DIRECTIONS: Consider the data that follows and state how many lines contain the string "administrator", using the number alone.

##### AVAILABLE DATA

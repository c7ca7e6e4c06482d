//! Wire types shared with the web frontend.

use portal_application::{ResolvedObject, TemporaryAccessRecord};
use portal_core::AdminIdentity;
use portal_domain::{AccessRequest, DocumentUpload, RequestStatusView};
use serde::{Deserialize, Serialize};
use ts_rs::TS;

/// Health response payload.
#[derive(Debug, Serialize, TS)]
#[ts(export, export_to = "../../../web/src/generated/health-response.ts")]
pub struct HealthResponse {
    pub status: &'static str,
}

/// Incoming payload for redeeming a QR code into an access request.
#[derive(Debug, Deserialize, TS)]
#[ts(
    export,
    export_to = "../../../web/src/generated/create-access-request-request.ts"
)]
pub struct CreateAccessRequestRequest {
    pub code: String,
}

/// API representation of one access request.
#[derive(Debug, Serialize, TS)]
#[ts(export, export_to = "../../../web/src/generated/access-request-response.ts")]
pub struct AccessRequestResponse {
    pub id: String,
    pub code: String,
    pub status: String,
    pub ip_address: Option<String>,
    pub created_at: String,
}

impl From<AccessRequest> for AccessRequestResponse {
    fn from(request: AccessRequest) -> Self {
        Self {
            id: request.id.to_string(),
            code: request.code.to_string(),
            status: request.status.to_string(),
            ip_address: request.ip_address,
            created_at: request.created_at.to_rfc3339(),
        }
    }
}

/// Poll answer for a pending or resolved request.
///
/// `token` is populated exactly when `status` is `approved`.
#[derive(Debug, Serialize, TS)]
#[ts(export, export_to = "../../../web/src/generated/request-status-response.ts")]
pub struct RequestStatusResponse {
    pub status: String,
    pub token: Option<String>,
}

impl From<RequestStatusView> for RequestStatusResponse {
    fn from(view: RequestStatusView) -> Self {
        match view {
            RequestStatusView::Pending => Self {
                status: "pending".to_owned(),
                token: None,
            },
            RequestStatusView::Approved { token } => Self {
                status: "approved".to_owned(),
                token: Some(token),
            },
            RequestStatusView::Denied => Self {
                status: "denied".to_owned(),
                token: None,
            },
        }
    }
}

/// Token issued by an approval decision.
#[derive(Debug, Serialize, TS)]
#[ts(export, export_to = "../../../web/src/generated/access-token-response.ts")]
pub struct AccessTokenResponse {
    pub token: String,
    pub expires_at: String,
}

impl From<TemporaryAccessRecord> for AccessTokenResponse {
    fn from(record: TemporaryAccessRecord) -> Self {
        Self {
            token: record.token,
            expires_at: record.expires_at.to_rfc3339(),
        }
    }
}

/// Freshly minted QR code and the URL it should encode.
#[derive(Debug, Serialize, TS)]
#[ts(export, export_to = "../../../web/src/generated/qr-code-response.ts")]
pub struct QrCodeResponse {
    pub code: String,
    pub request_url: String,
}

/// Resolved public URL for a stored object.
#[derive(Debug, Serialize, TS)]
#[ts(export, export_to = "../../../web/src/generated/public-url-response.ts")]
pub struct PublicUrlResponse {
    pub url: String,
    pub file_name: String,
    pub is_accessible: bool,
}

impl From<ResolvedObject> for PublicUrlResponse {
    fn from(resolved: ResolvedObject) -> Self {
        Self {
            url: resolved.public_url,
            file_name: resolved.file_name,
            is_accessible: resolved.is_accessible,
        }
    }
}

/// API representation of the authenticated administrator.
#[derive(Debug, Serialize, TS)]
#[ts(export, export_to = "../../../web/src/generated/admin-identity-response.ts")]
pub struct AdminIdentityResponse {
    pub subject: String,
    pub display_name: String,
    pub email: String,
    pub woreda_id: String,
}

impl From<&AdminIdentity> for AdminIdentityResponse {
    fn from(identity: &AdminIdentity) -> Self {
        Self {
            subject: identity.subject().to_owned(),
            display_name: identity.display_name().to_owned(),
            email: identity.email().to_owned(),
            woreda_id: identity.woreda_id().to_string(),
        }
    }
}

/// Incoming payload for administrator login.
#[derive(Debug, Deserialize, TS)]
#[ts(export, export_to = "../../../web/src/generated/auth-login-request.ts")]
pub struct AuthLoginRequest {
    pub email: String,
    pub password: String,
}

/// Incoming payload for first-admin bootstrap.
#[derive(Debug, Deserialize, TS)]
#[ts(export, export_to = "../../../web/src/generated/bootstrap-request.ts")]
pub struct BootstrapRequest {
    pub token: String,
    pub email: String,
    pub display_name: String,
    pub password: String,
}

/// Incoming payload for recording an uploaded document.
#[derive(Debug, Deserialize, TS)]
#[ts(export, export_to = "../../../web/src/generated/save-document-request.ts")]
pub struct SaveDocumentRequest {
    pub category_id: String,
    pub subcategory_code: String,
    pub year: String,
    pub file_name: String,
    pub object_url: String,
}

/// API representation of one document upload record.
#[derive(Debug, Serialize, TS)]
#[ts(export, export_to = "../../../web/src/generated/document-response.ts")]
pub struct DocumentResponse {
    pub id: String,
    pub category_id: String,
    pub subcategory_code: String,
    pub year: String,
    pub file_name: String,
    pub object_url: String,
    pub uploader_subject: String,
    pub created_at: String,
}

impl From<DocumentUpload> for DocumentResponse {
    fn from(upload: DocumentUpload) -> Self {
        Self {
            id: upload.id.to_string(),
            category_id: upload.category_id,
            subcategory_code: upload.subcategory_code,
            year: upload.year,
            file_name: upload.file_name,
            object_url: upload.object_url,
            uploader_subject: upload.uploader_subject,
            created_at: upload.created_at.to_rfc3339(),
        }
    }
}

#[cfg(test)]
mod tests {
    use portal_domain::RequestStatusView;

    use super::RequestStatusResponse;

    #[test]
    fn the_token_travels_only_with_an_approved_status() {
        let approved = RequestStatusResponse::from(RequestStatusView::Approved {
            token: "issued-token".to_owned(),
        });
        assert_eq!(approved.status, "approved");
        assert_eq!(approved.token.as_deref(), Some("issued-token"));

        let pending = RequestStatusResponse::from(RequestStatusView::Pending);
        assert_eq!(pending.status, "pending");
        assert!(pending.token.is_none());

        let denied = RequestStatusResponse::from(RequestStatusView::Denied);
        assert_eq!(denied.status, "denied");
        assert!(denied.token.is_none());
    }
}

##########

WRITTEN ANSWER: 2